Published in final edited form as: J Xray Sci Technol. 2012;20(4):10.3233/XST-2012-00349. doi: 10.3233/XST-2012-00349

Theoretical study on high order interior tomography

Jiansheng Yang a,*, Wenxiang Cong b, Ming Jiang a,b,c, Ge Wang b
PMCID: PMC3807760  NIHMSID: NIHMS509579  PMID: 23324783

Abstract

In this paper, we study a new type of high order interior problems characterized by high order differential phase shift measurement. This problem is encountered in local x-ray phase-contrast tomography. Here we extend our previous theoretical framework from interior CT to interior differential phase-contrast tomography, and establish the solution uniqueness in this context.
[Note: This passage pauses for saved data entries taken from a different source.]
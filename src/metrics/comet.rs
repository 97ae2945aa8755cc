// Copyright 2025 The mt-eval Authors
// Licensed under the Apache License, Version 2.0 (the "License");
// you may not use this file except in compliance with the License.
// You may obtain a copy of the License at
//     http://www.apache.org/licenses/LICENSE-2.0
// Unless required by applicable law or agreed to in writing, software
// distributed under the License is distributed on an "AS IS" BASIS,
// WITHOUT WARRANTIES OR CONDITIONS OF ANY KIND, either express or implied.
// See the License for the specific language governing permissions and
// limitations under the License.

use crate::common::error::EvalError;
use crate::metrics::{check_lengths, Scorer};
use serde::{Deserialize, Serialize};
use std::io::Write;
use std::process::Command;
use tempfile::NamedTempFile;
use tracing::debug;

pub const DEFAULT_COMET_MODEL: &str = "Unbabel/wmt22-comet-da";

/// # COMET
/// Neural metric scored by the `comet-score` program of the Unbabel COMET package. Sources,
/// hypotheses and references are written to temporary files, one segment per line, and the
/// system-level score is read back from the program output.
#[derive(Debug, Clone, PartialEq, Serialize, Deserialize)]
#[serde(default)]
pub struct Comet {
    /// Executable, looked up on `PATH` unless absolute
    pub program: String,
    pub model: String,
    pub batch_size: usize,
    pub gpus: usize,
}

impl Default for Comet {
    fn default() -> Self {
        Comet {
            program: "comet-score".to_string(),
            model: DEFAULT_COMET_MODEL.to_string(),
            batch_size: 8,
            gpus: 1,
        }
    }
}

fn lines_file(lines: &[String]) -> Result<NamedTempFile, EvalError> {
    let mut file = NamedTempFile::new()?;
    for line in lines {
        // one segment per line
        writeln!(file, "{}", line.replace(['\n', '\r'], " "))?;
    }
    file.flush()?;
    Ok(file)
}

/// Extracts the system score from `comet-score --only_system` output (`<file>\tscore: 0.8123`).
pub fn parse_system_score(output: &str) -> Result<f64, EvalError> {
    output
        .lines()
        .rev()
        .find_map(|line| {
            let (_, value) = line.rsplit_once("score:")?;
            value.trim().parse::<f64>().ok()
        })
        .ok_or_else(|| {
            EvalError::MetricError(format!(
                "no system score in comet-score output: {}",
                output.trim()
            ))
        })
}

impl Scorer for Comet {
    fn name(&self) -> &'static str {
        "COMET"
    }

    fn corpus_score(
        &self,
        sources: &[String],
        hypotheses: &[String],
        references: &[String],
    ) -> Result<f64, EvalError> {
        check_lengths(sources, hypotheses, references)?;
        let source_file = lines_file(sources)?;
        let hypothesis_file = lines_file(hypotheses)?;
        let reference_file = lines_file(references)?;

        debug!("Running {} with {}", self.program, self.model);
        let output = Command::new(&self.program)
            .arg("-s")
            .arg(source_file.path())
            .arg("-t")
            .arg(hypothesis_file.path())
            .arg("-r")
            .arg(reference_file.path())
            .args(["--model", &self.model])
            .args(["--batch_size", &self.batch_size.to_string()])
            .args(["--gpus", &self.gpus.to_string()])
            .args(["--quiet", "--only_system"])
            .output()
            .map_err(|error| {
                EvalError::MetricError(format!("could not run {}: {}", self.program, error))
            })?;

        if !output.status.success() {
            return Err(EvalError::MetricError(format!(
                "{} exited with {}: {}",
                self.program,
                output.status,
                String::from_utf8_lossy(&output.stderr).trim()
            )));
        }
        parse_system_score(&String::from_utf8_lossy(&output.stdout))
    }
}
We employ the analytic continuation method and high order total variation minimization which we developed in our previous work for interior CT, and prove that an image in a region of interest (ROI) can be uniquely reconstructed from truncated high order differential projection data if the image is known a priori in a sub-region of the ROI or the image is piecewise polynomial in the ROI. Preliminary numerical experiments support the theoretical finding.
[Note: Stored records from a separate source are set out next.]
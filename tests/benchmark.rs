use mt_eval::datasets::{Corpus, ParallelCorpus, ParallelSample};
use mt_eval::evaluation::{Benchmark, BenchmarkSettings};
use mt_eval::metrics::{Bleu, ChrF, Scorer};
use mt_eval::report::{Cell, MemorySink};
use mt_eval::translators::Translator;
use mt_eval::{EvalError, Language};
use pretty_assertions::assert_eq;
use std::collections::HashMap;
use std::sync::atomic::{AtomicUsize, Ordering};
use std::sync::Arc;

const PAIRS: [(&str, &str); 3] = [
    (
        "The committee approved the budget yesterday.",
        "Le comité a approuvé le budget hier.",
    ),
    (
        "We will meet again next week.",
        "Nous nous reverrons la semaine prochaine.",
    ),
    ("The weather is nice today.", "Il fait beau aujourd'hui."),
];

/// Returns the reference translation of every known sentence.
struct OracleTranslator {
    name: String,
    table: HashMap<String, String>,
    languages: Vec<Language>,
}

impl OracleTranslator {
    fn new(name: &str, languages: Vec<Language>) -> OracleTranslator {
        OracleTranslator {
            name: name.to_string(),
            table: PAIRS
                .iter()
                .map(|(source, reference)| (source.to_string(), reference.to_string()))
                .collect(),
            languages,
        }
    }
}

impl Translator for OracleTranslator {
    fn name(&self) -> &str {
        &self.name
    }

    fn supports(&self, source: Language, target: Language) -> bool {
        source == Language::English && self.languages.contains(&target)
    }

    fn translate(
        &mut self,
        texts: &[String],
        _source: Language,
        _target: Language,
    ) -> Result<Vec<String>, EvalError> {
        Ok(texts
            .iter()
            .map(|text| self.table.get(text).cloned().unwrap_or_default())
            .collect())
    }
}

/// Copies the source sentence.
struct EchoTranslator;

impl Translator for EchoTranslator {
    fn name(&self) -> &str {
        "echo"
    }

    fn supports(&self, _source: Language, _target: Language) -> bool {
        true
    }

    fn translate(
        &mut self,
        texts: &[String],
        _source: Language,
        _target: Language,
    ) -> Result<Vec<String>, EvalError> {
        Ok(texts.to_vec())
    }
}

struct FailingTranslator;

impl Translator for FailingTranslator {
    fn name(&self) -> &str {
        "failing"
    }

    fn supports(&self, _source: Language, _target: Language) -> bool {
        true
    }

    fn translate(
        &mut self,
        _texts: &[String],
        _source: Language,
        _target: Language,
    ) -> Result<Vec<String>, EvalError> {
        Err(EvalError::ApiError {
            status: 503,
            message: "service unavailable".to_string(),
        })
    }
}

enum Contents {
    Pairs,
    Empty,
    Broken,
}

struct MockCorpus {
    name: &'static str,
    languages: Vec<Language>,
    contents: Contents,
    loads: Arc<AtomicUsize>,
}

impl MockCorpus {
    fn new(name: &'static str, languages: Vec<Language>, contents: Contents) -> MockCorpus {
        MockCorpus {
            name,
            languages,
            contents,
            loads: Arc::new(AtomicUsize::new(0)),
        }
    }
}

impl Corpus for MockCorpus {
    fn name(&self) -> &str {
        self.name
    }

    fn languages(&self) -> Vec<Language> {
        self.languages.clone()
    }

    fn load(&self, _source: Language, target: Language) -> Result<ParallelCorpus, EvalError> {
        self.loads.fetch_add(1, Ordering::SeqCst);
        let mut corpus = ParallelCorpus::empty(self.name, target);
        match self.contents {
            Contents::Pairs => {
                corpus.samples = PAIRS
                    .iter()
                    .map(|(source, reference)| ParallelSample::new(*source, *reference))
                    .collect()
            }
            Contents::Empty => {}
            Contents::Broken => {
                return Err(EvalError::DownloadError("connection reset".to_string()));
            }
        }
        Ok(corpus)
    }
}

/// Fails on every input.
struct BrokenMetric;

impl Scorer for BrokenMetric {
    fn name(&self) -> &'static str {
        "COMET"
    }

    fn corpus_score(
        &self,
        _sources: &[String],
        _hypotheses: &[String],
        _references: &[String],
    ) -> Result<f64, EvalError> {
        Err(EvalError::MetricError("comet-score not found".to_string()))
    }
}

fn scorers() -> Vec<Box<dyn Scorer>> {
    vec![Box::new(Bleu::default()), Box::new(ChrF::default())]
}

#[test]
fn perfect_translations_score_100() -> anyhow::Result<()> {
    let mut benchmark = Benchmark::new(
        BenchmarkSettings::default(),
        vec![Box::new(OracleTranslator::new(
            "oracle",
            vec![Language::French],
        ))],
        vec![Box::new(MockCorpus::new(
            "Europarl",
            vec![Language::French],
            Contents::Pairs,
        ))],
        scorers(),
        MemorySink::default(),
    );

    let summary = benchmark.run()?;
    let sink = benchmark.into_sink();

    assert_eq!(summary.records.len(), 1);
    let record = &sink.scores[0];
    assert_eq!(record.model, "oracle");
    assert_eq!(record.dataset, "Europarl");
    assert_eq!(record.bleu, Cell::Value(100.0));
    assert_eq!(record.chrf, Cell::Value(100.0));
    assert_eq!(record.comet, Cell::NotAvailable);

    assert_eq!(sink.translations.len(), 3);
    assert_eq!(sink.translations[2].source, "The weather is nice today.");
    assert_eq!(sink.translations[2].translation, "Il fait beau aujourd'hui.");
    assert_eq!(sink.translations[2].reference, "Il fait beau aujourd'hui.");
    assert!(summary.finished_at.is_some());
    Ok(())
}

#[test]
fn every_outcome_has_its_row() -> anyhow::Result<()> {
    let mut benchmark = Benchmark::new(
        BenchmarkSettings::default(),
        vec![
            Box::new(OracleTranslator::new("oracle", vec![Language::French])),
            Box::new(FailingTranslator),
        ],
        vec![
            Box::new(MockCorpus::new(
                "Europarl",
                vec![Language::French],
                Contents::Pairs,
            )),
            Box::new(MockCorpus::new(
                "OPUS-Books",
                vec![Language::French],
                Contents::Empty,
            )),
            Box::new(MockCorpus::new(
                "TED",
                vec![Language::French],
                Contents::Broken,
            )),
        ],
        scorers(),
        MemorySink::default(),
    );

    let summary = benchmark.run()?;
    let cells = benchmark
        .sink()
        .scores
        .iter()
        .map(|record| (record.model.as_str(), record.dataset.as_str(), record.bleu))
        .collect::<Vec<_>>();

    assert_eq!(
        cells,
        vec![
            ("oracle", "Europarl", Cell::Value(100.0)),
            ("oracle", "OPUS-Books", Cell::NotAvailable),
            ("oracle", "TED", Cell::Skipped),
            ("failing", "Europarl", Cell::Error),
            ("failing", "OPUS-Books", Cell::NotAvailable),
            ("failing", "TED", Cell::Skipped),
        ]
    );
    assert_eq!(summary.skipped.len(), 2);
    assert_eq!(summary.skipped[0].dataset, "TED");
    assert!(summary.skipped[0].reason.contains("connection reset"));
    // a failed translation writes no translation rows
    assert_eq!(benchmark.sink().translations.len(), 3);
    assert_eq!(summary.leaderboard(), vec![("oracle".to_string(), 100.0)]);
    Ok(())
}

#[test]
fn unsupported_and_unselected_languages_have_no_row() -> anyhow::Result<()> {
    let settings = BenchmarkSettings {
        languages: vec![Language::French, Language::German],
        ..Default::default()
    };
    let mut benchmark = Benchmark::new(
        settings,
        vec![Box::new(OracleTranslator::new(
            "oracle",
            vec![Language::French, Language::Italian],
        ))],
        vec![Box::new(MockCorpus::new(
            "Europarl",
            vec![Language::French, Language::German, Language::Italian],
            Contents::Pairs,
        ))],
        scorers(),
        MemorySink::default(),
    );

    let summary = benchmark.run()?;

    assert_eq!(summary.records.len(), 1);
    assert_eq!(summary.records[0].language, Language::French);
    Ok(())
}

#[test]
fn corpora_are_loaded_once_per_language() -> anyhow::Result<()> {
    let corpus = MockCorpus::new(
        "Europarl",
        vec![Language::French, Language::German],
        Contents::Pairs,
    );
    let loads = Arc::clone(&corpus.loads);
    let mut benchmark = Benchmark::new(
        BenchmarkSettings::default(),
        vec![
            Box::new(OracleTranslator::new("first", vec![Language::French])),
            Box::new(OracleTranslator::new(
                "second",
                vec![Language::French, Language::German],
            )),
            Box::new(EchoTranslator),
        ],
        vec![Box::new(corpus)],
        scorers(),
        MemorySink::default(),
    );

    let summary = benchmark.run()?;

    assert_eq!(summary.records.len(), 5);
    assert_eq!(loads.load(Ordering::SeqCst), 2);
    Ok(())
}

#[test]
fn failing_metric_only_marks_its_cell() -> anyhow::Result<()> {
    let mut scorers = scorers();
    scorers.push(Box::new(BrokenMetric));
    let mut benchmark = Benchmark::new(
        BenchmarkSettings::default(),
        vec![Box::new(EchoTranslator)],
        vec![Box::new(MockCorpus::new(
            "WMT",
            vec![Language::French],
            Contents::Pairs,
        ))],
        scorers,
        MemorySink::default(),
    );

    benchmark.run()?;
    let record = &benchmark.sink().scores[0];

    assert!(matches!(record.bleu, Cell::Value(score) if score < 100.0));
    assert!(matches!(record.chrf, Cell::Value(_)));
    assert_eq!(record.comet, Cell::Error);
    assert_eq!(benchmark.sink().translations.len(), 3);
    Ok(())
}

#[test]
fn low_scores_are_reported() -> anyhow::Result<()> {
    let settings = BenchmarkSettings {
        min_bleu: Some(50.0),
        ..Default::default()
    };
    let mut benchmark = Benchmark::new(
        settings,
        vec![
            Box::new(OracleTranslator::new("oracle", vec![Language::French])),
            Box::new(EchoTranslator),
        ],
        vec![Box::new(MockCorpus::new(
            "Europarl",
            vec![Language::French],
            Contents::Pairs,
        ))],
        scorers(),
        MemorySink::default(),
    );

    let summary = benchmark.run()?;

    assert_eq!(summary.below_threshold.len(), 1);
    assert_eq!(summary.below_threshold[0].model, "echo");
    Ok(())
}

#[test]
fn references_can_be_normalized() -> anyhow::Result<()> {
    let settings = BenchmarkSettings {
        normalize_references: true,
        ..Default::default()
    };
    let mut benchmark = Benchmark::new(
        settings,
        vec![Box::new(OracleTranslator::new(
            "oracle",
            vec![Language::French],
        ))],
        vec![Box::new(MockCorpus::new(
            "Europarl",
            vec![Language::French],
            Contents::Pairs,
        ))],
        scorers(),
        MemorySink::default(),
    );

    let summary = benchmark.run()?;
    let sink = benchmark.into_sink();

    // the oracle answers with the cased reference
    assert_eq!(sink.translations[0].reference, "le comité a approuvé le budget hier.");
    assert_eq!(sink.translations[0].translation, "le comité a approuvé le budget hier.");
    assert_eq!(sink.scores[0].bleu, Cell::Value(100.0));
    assert_eq!(sink.scores[0].chrf, Cell::Value(100.0));
    assert!(summary.below_threshold.is_empty());
    Ok(())
}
Keywords: High order interior problem, ambiguity image, analytic function, high order total variation

1. Introduction

Since its invention in 1973, x-ray computed tomography (CT) has revolutionized medical imaging and become a cornerstone of modern radiology. Improving image resolution and reducing radiation dose are two critical issues in biomedical applications and remain the focuses of CT research. In conventional x-ray imaging, image contrast arises from attenuation discrepancy due to differences in composition, thickness and density within an object. Attenuation-based imaging shows excellent contrast only when highly attenuating structures are embedded in a weakly absorbing background [1]. However, biological soft tissues consist mainly of light elements, such as hydrogen, carbon, nitrogen and oxygen, and its elemental makeup is nearly uniform with little density variation. Hence, the attenuation contrast is insufficient to extract structural features of soft tissues [2]. Many normal and diseased tissues such as cancers display poor image contrast in current x-ray images as they have very similar attenuation characteristics, especially attenuation-based imaging is difficult to detect early-stage tumors [3].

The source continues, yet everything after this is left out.